(Records contained in a dataset)
***

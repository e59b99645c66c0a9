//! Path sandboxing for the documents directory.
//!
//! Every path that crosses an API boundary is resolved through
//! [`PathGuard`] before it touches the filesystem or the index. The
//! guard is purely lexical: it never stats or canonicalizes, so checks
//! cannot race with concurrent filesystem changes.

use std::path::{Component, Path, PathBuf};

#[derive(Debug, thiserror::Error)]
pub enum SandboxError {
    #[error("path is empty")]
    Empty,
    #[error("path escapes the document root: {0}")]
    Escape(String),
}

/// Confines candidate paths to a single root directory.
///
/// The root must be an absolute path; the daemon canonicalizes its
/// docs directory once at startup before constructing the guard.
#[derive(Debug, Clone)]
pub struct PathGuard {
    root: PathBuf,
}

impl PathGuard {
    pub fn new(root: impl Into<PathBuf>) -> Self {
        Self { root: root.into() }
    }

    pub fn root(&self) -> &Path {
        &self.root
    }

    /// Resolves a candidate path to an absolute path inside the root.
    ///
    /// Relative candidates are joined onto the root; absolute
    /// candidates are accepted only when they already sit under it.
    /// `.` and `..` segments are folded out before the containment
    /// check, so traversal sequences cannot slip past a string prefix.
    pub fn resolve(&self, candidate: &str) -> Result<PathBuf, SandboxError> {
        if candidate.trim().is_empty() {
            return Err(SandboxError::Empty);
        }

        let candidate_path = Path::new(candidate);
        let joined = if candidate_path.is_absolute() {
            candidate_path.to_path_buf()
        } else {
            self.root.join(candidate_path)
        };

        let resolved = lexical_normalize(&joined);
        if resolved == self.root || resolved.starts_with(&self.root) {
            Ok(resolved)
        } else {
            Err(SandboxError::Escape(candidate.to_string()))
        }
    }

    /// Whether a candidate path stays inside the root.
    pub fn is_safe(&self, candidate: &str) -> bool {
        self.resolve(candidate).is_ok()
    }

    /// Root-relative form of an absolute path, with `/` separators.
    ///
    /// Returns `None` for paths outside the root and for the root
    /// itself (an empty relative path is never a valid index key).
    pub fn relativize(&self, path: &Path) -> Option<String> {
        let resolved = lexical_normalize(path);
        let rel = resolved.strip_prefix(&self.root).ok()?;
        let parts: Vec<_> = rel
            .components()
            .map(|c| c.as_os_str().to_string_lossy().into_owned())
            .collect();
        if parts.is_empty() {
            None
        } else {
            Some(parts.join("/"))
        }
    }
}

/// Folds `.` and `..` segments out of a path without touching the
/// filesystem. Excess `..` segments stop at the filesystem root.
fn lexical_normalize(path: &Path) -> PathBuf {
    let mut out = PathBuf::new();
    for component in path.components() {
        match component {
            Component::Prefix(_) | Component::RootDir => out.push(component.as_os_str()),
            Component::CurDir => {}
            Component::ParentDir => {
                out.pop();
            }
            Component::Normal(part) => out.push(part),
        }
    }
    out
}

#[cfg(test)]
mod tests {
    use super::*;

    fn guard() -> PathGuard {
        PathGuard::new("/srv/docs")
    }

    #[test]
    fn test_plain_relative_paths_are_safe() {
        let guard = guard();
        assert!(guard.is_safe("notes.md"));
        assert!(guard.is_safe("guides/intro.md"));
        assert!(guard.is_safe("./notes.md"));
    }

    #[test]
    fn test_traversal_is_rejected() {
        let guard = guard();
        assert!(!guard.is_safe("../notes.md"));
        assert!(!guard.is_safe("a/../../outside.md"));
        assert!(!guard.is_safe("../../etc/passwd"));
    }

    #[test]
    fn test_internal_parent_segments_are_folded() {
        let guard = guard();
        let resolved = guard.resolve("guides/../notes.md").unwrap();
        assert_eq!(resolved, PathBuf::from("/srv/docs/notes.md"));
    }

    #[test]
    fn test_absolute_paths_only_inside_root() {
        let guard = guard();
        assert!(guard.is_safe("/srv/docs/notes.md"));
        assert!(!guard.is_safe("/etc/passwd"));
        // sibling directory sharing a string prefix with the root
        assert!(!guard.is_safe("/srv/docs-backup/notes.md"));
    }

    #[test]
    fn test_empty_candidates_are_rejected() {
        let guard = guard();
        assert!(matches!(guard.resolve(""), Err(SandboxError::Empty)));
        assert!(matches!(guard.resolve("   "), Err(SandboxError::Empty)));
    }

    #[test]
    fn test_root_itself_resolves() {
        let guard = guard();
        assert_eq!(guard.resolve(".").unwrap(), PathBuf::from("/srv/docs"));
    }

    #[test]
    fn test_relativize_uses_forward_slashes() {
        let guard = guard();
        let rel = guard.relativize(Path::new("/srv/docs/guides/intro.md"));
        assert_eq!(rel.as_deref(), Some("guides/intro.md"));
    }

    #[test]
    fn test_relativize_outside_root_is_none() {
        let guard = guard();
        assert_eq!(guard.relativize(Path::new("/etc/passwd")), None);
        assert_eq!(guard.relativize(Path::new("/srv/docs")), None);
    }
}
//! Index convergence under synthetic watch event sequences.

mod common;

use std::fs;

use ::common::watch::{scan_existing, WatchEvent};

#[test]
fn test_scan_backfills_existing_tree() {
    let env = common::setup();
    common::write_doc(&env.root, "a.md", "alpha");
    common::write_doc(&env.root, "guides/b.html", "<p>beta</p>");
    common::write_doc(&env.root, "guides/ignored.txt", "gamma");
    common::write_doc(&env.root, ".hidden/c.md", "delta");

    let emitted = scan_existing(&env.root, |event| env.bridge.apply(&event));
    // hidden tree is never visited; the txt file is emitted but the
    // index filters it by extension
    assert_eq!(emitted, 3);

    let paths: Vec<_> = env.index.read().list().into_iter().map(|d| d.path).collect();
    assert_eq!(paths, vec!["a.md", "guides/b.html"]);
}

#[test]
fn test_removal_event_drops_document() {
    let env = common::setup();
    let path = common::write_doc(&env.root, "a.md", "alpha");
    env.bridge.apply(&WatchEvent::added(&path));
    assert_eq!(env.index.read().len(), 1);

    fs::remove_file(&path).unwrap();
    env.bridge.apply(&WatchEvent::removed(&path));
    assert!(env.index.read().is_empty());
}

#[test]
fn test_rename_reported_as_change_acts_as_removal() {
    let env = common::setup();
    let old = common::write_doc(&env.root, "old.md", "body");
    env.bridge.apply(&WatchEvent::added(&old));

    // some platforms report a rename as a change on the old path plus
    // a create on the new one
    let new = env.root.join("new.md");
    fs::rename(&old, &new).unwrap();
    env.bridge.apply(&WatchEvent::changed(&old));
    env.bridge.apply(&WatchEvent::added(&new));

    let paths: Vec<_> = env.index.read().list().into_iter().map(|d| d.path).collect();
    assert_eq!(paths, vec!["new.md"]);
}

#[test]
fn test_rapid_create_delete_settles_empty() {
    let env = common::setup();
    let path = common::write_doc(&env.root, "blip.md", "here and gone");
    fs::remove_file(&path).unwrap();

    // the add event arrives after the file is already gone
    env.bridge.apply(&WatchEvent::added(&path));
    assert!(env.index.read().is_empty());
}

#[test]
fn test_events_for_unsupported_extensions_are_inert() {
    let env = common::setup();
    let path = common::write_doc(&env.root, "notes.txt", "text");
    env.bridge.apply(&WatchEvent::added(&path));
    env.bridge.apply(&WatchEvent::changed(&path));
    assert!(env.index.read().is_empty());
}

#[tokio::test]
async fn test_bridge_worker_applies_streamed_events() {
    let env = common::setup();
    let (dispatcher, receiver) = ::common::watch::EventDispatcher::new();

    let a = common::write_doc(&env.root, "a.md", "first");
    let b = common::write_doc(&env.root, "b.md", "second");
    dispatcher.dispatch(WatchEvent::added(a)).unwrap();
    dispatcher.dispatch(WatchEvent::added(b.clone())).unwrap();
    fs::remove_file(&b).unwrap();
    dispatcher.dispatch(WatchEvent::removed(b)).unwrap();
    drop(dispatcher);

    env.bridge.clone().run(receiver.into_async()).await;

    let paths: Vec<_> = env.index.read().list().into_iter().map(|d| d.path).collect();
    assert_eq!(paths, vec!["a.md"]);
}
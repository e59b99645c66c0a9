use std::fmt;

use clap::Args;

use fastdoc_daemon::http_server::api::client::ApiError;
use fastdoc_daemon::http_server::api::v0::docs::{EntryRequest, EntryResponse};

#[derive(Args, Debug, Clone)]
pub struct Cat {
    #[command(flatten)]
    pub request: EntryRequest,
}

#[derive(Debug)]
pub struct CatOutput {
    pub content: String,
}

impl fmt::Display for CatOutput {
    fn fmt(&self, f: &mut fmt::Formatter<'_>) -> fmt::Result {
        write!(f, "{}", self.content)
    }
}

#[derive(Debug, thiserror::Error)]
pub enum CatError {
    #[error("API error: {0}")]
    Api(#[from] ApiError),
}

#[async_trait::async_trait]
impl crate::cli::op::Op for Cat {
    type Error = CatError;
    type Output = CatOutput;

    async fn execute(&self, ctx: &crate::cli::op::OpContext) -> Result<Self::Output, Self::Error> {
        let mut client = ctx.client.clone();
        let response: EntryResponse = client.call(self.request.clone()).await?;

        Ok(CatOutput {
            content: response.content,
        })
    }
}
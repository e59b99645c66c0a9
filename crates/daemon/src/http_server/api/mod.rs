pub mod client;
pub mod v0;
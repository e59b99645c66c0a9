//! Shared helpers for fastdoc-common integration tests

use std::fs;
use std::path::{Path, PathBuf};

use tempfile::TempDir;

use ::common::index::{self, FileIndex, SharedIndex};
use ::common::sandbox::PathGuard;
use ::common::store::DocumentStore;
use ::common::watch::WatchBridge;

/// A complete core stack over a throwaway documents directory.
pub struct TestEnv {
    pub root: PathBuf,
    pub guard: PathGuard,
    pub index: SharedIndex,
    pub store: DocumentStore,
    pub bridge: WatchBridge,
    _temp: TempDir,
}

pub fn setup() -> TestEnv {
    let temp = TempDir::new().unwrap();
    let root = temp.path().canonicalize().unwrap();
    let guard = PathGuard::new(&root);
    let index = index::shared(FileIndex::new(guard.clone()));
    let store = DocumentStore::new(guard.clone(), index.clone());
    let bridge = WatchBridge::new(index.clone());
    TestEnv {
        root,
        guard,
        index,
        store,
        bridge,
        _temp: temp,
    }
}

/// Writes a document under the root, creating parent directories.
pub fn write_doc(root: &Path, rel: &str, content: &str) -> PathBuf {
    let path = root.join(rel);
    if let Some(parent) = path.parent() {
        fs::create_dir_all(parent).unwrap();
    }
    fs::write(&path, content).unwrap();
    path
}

***

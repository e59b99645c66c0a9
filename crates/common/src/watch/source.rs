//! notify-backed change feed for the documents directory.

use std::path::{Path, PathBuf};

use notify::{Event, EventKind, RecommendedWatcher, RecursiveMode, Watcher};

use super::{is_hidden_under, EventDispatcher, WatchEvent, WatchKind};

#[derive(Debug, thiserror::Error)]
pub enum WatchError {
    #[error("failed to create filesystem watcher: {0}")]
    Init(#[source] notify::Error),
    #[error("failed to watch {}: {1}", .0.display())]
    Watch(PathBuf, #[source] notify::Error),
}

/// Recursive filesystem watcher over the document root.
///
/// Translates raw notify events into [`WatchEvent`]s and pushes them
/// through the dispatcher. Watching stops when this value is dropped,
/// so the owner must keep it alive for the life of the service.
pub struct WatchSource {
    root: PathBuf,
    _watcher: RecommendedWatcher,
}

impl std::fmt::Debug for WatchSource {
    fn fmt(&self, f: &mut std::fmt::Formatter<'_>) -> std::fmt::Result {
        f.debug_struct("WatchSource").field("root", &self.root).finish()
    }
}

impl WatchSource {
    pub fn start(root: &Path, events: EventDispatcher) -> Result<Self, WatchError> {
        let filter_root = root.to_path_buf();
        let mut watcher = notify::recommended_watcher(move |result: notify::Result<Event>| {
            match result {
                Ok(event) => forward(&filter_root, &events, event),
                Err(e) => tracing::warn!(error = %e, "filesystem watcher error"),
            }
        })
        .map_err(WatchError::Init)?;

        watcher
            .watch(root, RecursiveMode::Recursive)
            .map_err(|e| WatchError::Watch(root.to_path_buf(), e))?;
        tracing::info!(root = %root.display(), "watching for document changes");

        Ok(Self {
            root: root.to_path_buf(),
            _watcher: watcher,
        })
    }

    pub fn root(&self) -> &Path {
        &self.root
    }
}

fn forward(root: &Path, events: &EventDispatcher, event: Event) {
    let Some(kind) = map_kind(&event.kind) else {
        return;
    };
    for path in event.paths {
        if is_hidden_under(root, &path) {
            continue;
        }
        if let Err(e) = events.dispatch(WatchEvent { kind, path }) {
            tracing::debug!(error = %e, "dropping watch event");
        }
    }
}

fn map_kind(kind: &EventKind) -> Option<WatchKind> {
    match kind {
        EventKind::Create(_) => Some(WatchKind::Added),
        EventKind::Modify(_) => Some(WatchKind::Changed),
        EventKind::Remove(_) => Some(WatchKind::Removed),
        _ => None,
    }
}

***

Goal of the exercise =
In the records above, how many lines include "enum"? Answer with the number alone.

Answer section =
3